2. Beli Gabah Asal-asalan

Instruksi Presiden No 6/2025 mewajibkan Bulog dan pelaku swasta membeli gabah petani tanpa memperhatikan mutu. Ini mendorong petani panen dini dengan kualitas rendah.
“Petani memang diuntungkan, tapi ini kebijakan yang tidak mendidik dan menumbuhkan moral hazard,” tegas Khudori.

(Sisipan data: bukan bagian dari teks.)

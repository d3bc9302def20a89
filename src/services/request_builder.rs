//! Assembles an engine-ready request from the current parameters.
//!
//! Input source resolution, first match wins:
//! 1. fixed input colors, when they parse to at least one color
//! 2. the configured regions, normalized
//! 3. a single default region
//!
//! Background, white point and CVD are layered on independently. Extension
//! degrades to plain generation when the seed palette holds no colors.

use super::advisory::Advisory;
use super::color_parser::parse_colors;
use super::engine::{Constraints, EngineRequest, InputSource, Operation};
use super::region_normalizer::normalize_regions;
use crate::models::{Color, ColorSpaceRegion, GenerationParameters};

/// A built request plus the degradations that happened while building it
#[derive(Debug, Clone, PartialEq)]
pub struct BuiltRequest {
    pub request: EngineRequest,
    pub advisories: Vec<Advisory>,
}

/// Build the engine request for a parameter snapshot.
///
/// Never fails: malformed input resolves through a fallback and is reported
/// in [`BuiltRequest::advisories`].
pub fn build_request(params: &GenerationParameters) -> BuiltRequest {
    let mut advisories = Vec::new();

    let input = resolve_input(params, &mut advisories);
    let background = resolve_background(params, &mut advisories);
    let cvd = params.cvd.is_active().then_some(params.cvd);

    let operation = if params.use_extend {
        let existing = parse_colors(&params.existing_palette);
        if existing.is_empty() {
            tracing::warn!("No valid existing colors found, generating new palette");
            advisories.push(Advisory::ExtendFellBack);
            Operation::Generate {
                count: params.num_colors,
            }
        } else {
            tracing::debug!(seed = existing.len(), total = params.num_colors, "Extending palette");
            Operation::Extend {
                existing,
                total: params.num_colors,
            }
        }
    } else {
        Operation::Generate {
            count: params.num_colors,
        }
    };

    BuiltRequest {
        request: EngineRequest {
            operation,
            constraints: Constraints {
                input,
                background,
                white_point: params.white_point,
                cvd,
            },
        },
        advisories,
    }
}

fn resolve_input(params: &GenerationParameters, advisories: &mut Vec<Advisory>) -> InputSource {
    if let Some(text) = params.input_colors.as_deref().filter(|t| !t.trim().is_empty()) {
        let colors = parse_colors(text);
        if !colors.is_empty() {
            return InputSource::Colors { colors };
        }
        tracing::warn!("Input colors could not be parsed, falling back to regions");
        advisories.push(Advisory::InputColorsIgnored);
    }

    let regions = if params.regions.is_empty() {
        tracing::warn!("No regions configured, using default region");
        advisories.push(Advisory::DefaultRegionUsed);
        vec![ColorSpaceRegion::default()]
    } else {
        normalize_regions(&params.regions)
    };

    for (index, region) in regions.iter().enumerate() {
        let axes = region.inverted_axes();
        if !axes.is_empty() {
            tracing::warn!(region = index, axes = ?axes, "Region has inverted bounds");
            advisories.push(Advisory::InvertedBounds {
                region: index,
                axes,
            });
        }
    }

    InputSource::Regions {
        regions,
        colorspace: params.colorspace,
    }
}

fn resolve_background(
    params: &GenerationParameters,
    advisories: &mut Vec<Advisory>,
) -> Option<Color> {
    if !params.use_background {
        return None;
    }
    match params.background.parse::<Color>() {
        Ok(color) => Some(color),
        Err(e) => {
            tracing::warn!(%e, background = %params.background, "Ignoring invalid background");
            advisories.push(Advisory::InvalidBackground {
                value: params.background.clone(),
            });
            None
        }
    }
}

/// Background the analysis should use: only when enabled and valid
pub fn effective_background(params: &GenerationParameters) -> Option<Color> {
    if params.use_background {
        params.background.parse().ok()
    } else {
        None
    }
}
//! The palette engine capability.
//!
//! The engine is an external numerical service (palette optimisation,
//! perceptual distances, CVD simulation). The pipeline only ever talks to it
//! through [`Engine`], which is injected so tests can substitute a stub.

use async_trait::async_trait;
use serde::Serialize;
use std::collections::BTreeMap;
use std::sync::Arc;

use crate::error::EngineError;
use crate::models::{
    AnalysisResult, Color, ColorSpaceRegion, ColorspaceType, CvdType, CvdVector, WhitePoint,
};

/// Where candidate colors come from
#[derive(Debug, Clone, PartialEq, Serialize)]
#[serde(tag = "type", rename_all = "snake_case")]
pub enum InputSource {
    /// Explicit candidate colors
    Colors { colors: Vec<Color> },
    /// Normalized color-space regions
    Regions {
        regions: Vec<ColorSpaceRegion>,
        colorspace: ColorspaceType,
    },
}

/// Everything that constrains a generation besides the count
#[derive(Debug, Clone, PartialEq, Serialize)]
pub struct Constraints {
    pub input: InputSource,
    pub background: Option<Color>,
    pub white_point: WhitePoint,
    /// Generation-time CVD optimisation; absent when all severities are 0
    pub cvd: Option<CvdVector>,
}

/// What the engine is asked to do
#[derive(Debug, Clone, PartialEq, Serialize)]
#[serde(tag = "operation", rename_all = "snake_case")]
pub enum Operation {
    Generate { count: usize },
    Extend { existing: Vec<Color>, total: usize },
}

/// A complete, engine-ready generation request
#[derive(Debug, Clone, PartialEq, Serialize)]
pub struct EngineRequest {
    #[serde(flatten)]
    pub operation: Operation,
    pub constraints: Constraints,
}

impl EngineRequest {
    /// Run this request against an engine
    pub async fn execute(&self, engine: &dyn Engine) -> Result<Vec<Color>, EngineError> {
        match &self.operation {
            Operation::Generate { count } => engine.generate(*count, &self.constraints).await,
            Operation::Extend { existing, total } => {
                engine.extend(existing, *total, &self.constraints).await
            }
        }
    }

    pub fn is_extend(&self) -> bool {
        matches!(self.operation, Operation::Extend { .. })
    }
}

/// Input to a perceptual analysis
#[derive(Debug, Clone, PartialEq, Serialize)]
pub struct AnalysisRequest {
    pub colors: Vec<Color>,
    pub cvd: CvdVector,
    pub background: Option<Color>,
    pub max_memory: f64,
}

/// Built-in palette catalogue: category name to palette names
pub type PaletteCatalog = BTreeMap<String, Vec<String>>;

/// Capability interface to the palette engine
#[async_trait]
pub trait Engine: Send + Sync {
    /// Wait until the engine can serve requests
    async fn load(&self) -> Result<(), EngineError>;

    /// Generate `count` colors within the constraints, in placement order
    async fn generate(&self, count: usize, constraints: &Constraints)
        -> Result<Vec<Color>, EngineError>;

    /// Grow `existing` (non-empty) to `total` colors
    async fn extend(
        &self,
        existing: &[Color],
        total: usize,
        constraints: &Constraints,
    ) -> Result<Vec<Color>, EngineError>;

    async fn analyze(&self, request: &AnalysisRequest) -> Result<AnalysisResult, EngineError>;

    /// Simulate how one color looks under a deficiency
    async fn simulate_vision(
        &self,
        color: Color,
        cvd_type: CvdType,
        severity: f64,
    ) -> Result<Color, EngineError>;

    async fn list_builtin_palettes(&self) -> Result<PaletteCatalog, EngineError>;

    /// Hex strings of one built-in palette
    async fn builtin_palette_colors(
        &self,
        category: &str,
        name: &str,
    ) -> Result<Vec<String>, EngineError>;
}

/// Shared engine handle injected into the pipeline
pub type SharedEngine = Arc<dyn Engine>;
use axum::{
    extract::State,
    http::StatusCode,
    response::{IntoResponse, Json},
    Json as JsonExtractor,
};
use serde::{Deserialize, Serialize};
use utoipa::ToSchema;

use crate::error::ApiError;
use crate::models::GenerationParameters;
use crate::server::AppState;
use crate::services::parse_hex_list;

/// Acknowledgement for commands applied asynchronously by the pipeline
#[derive(Debug, Serialize, ToSchema)]
pub struct AcceptedResponse {
    /// Status code (202 = accepted)
    pub status: u16,
    pub message: String,
}

impl AcceptedResponse {
    pub(crate) fn new(message: impl Into<String>) -> (StatusCode, Json<Self>) {
        (
            StatusCode::ACCEPTED,
            Json(Self {
                status: StatusCode::ACCEPTED.as_u16(),
                message: message.into(),
            }),
        )
    }
}

/// Request body for the paste-box parser
#[derive(Debug, Deserialize, ToSchema)]
pub struct ParseRequest {
    /// Free-form text: JSON, CSS, R vectors, comma lists...
    pub text: String,
}

#[derive(Debug, Serialize, ToSchema)]
pub struct ParseResponse {
    /// Canonical `#RRGGBB` colors in first-seen order
    pub colors: Vec<String>,
}

/// Replace the generation parameters
///
/// Generation runs once the parameters stop changing for the debounce window.
#[utoipa::path(
    put,
    path = "/api/params",
    request_body = GenerationParameters,
    responses(
        (status = 202, description = "Parameters accepted", body = AcceptedResponse),
        (status = 400, description = "Parameters out of range"),
    ),
    tag = "Generation"
)]
pub async fn handle_update_params(
    State(state): State<AppState>,
    JsonExtractor(params): JsonExtractor<GenerationParameters>,
) -> Result<impl IntoResponse, ApiError> {
    params.validate()?;

    tracing::debug!(
        num_colors = params.num_colors,
        regions = params.regions.len(),
        extend = params.use_extend,
        "Parameters updated"
    );
    state.pipeline.update_parameters(params);

    Ok(AcceptedResponse::new("Parameters accepted"))
}

/// Generate now, skipping the debounce window
#[utoipa::path(
    post,
    path = "/api/generate",
    responses(
        (status = 202, description = "Generation requested", body = AcceptedResponse),
        (status = 503, description = "Engine not ready"),
    ),
    tag = "Generation"
)]
pub async fn handle_generate(State(state): State<AppState>) -> Result<impl IntoResponse, ApiError> {
    if !state.pipeline.snapshot().ready {
        return Err(ApiError::EngineNotReady);
    }
    state.pipeline.request_generation();
    Ok(AcceptedResponse::new("Generation requested"))
}

/// Extract colors from pasted text
#[utoipa::path(
    post,
    path = "/api/parse",
    request_body = ParseRequest,
    responses(
        (status = 200, description = "Parsed colors, possibly empty", body = ParseResponse),
    ),
    tag = "Generation"
)]
pub async fn handle_parse(
    JsonExtractor(request): JsonExtractor<ParseRequest>,
) -> Json<ParseResponse> {
    Json(ParseResponse {
        colors: parse_hex_list(&request.text),
    })
}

3. Bantuan Pangan & SPHP Tiba-tiba Dihentikan

Sejak Februari 2025, pemerintah menghentikan program bantuan pangan dan Stabilisasi Pasokan dan Harga Pangan (SPHP). Padahal, kedua program ini sebelumnya dijadikan instrumen utama menjaga pasokan pasar. Penghentian mendadak ini memperparah kelangkaan beras di pasaran.

4. Bulog Serap Tapi Tak Distribusi

Bulog disebut menyerap gabah dalam jumlah besar namun tidak segera menyalurkannya ke pasar. Hasilnya, stok pemerintah tinggi, tetapi pasar kekeringan suplai.
“Tugas negara bukan cuma menyimpan stok, tapi juga memastikan harga stabil,” tukas Khudori.

Pedagang Swasta Tertekan, Ancaman Inflasi Nyata

Dalam kondisi ini, pedagang beras swasta dan penggilingan kecil semakin terjepit. Dari total produksi 18,76 juta ton beras selama Januari–Juni 2025, mereka hanya bisa mengakses sekitar 600 ribu ton saja.

Dengan harga beli gabah yang kini menembus Rp7.000–Rp8.000/kg, pedagang terancam rugi jika menjual sesuai HET. Tapi bila menjual lebih tinggi, mereka bisa disanksi oleh Satgas Pangan.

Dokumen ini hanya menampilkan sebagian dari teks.